<<<<
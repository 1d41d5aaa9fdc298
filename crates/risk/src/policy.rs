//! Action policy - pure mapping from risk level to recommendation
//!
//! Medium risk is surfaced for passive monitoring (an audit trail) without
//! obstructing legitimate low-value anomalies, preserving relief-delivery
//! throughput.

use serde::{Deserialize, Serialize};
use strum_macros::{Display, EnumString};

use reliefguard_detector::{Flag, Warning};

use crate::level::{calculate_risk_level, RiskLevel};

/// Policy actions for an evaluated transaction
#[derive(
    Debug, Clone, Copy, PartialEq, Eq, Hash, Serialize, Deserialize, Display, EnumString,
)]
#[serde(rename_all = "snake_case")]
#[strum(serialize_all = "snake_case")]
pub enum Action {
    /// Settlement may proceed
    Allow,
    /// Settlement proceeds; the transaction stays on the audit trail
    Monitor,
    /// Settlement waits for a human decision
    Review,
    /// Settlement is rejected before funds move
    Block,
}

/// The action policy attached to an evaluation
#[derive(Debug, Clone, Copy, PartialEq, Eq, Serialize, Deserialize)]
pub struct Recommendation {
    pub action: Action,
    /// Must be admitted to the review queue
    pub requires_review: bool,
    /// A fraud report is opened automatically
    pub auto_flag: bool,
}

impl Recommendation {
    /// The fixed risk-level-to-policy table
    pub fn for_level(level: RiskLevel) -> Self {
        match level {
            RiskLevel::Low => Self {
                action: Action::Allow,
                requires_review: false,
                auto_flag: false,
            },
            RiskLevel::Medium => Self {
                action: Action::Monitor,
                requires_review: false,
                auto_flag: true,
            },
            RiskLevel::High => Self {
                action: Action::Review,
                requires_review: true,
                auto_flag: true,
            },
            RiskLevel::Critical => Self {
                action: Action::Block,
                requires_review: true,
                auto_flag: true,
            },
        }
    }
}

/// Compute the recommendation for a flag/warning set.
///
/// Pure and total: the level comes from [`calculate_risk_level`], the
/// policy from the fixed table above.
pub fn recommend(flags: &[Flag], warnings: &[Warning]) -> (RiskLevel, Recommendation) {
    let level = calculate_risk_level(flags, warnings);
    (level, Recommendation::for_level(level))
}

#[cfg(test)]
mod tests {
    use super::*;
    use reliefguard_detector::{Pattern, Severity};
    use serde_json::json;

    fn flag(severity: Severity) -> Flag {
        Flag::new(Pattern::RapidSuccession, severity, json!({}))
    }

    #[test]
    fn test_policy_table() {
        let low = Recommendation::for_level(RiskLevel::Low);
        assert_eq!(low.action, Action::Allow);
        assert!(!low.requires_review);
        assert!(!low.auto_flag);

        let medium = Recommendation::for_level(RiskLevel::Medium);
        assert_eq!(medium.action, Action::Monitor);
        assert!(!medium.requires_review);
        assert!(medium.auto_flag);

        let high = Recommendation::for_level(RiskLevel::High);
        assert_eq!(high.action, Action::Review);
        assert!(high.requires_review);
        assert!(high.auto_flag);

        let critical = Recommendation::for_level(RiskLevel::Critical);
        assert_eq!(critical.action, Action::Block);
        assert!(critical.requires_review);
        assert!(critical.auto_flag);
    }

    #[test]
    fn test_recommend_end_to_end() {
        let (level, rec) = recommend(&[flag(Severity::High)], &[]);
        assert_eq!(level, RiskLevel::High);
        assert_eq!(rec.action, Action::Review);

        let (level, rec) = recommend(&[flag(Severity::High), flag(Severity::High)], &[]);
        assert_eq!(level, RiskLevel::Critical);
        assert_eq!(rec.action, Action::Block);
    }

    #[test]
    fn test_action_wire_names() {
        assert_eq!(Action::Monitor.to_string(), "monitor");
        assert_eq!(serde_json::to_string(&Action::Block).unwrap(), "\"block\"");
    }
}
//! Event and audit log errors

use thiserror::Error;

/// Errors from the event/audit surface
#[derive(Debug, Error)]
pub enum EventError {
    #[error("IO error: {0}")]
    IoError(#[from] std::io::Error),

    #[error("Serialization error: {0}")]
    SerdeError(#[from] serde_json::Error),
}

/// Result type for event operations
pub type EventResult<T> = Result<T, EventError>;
>>>>
(About this exercise) Could you return all lines from the data above that contain the string "EventError"?

(Exercise answer)
pub enum EventError {
pub type EventResult<T> = Result<T, EventError>;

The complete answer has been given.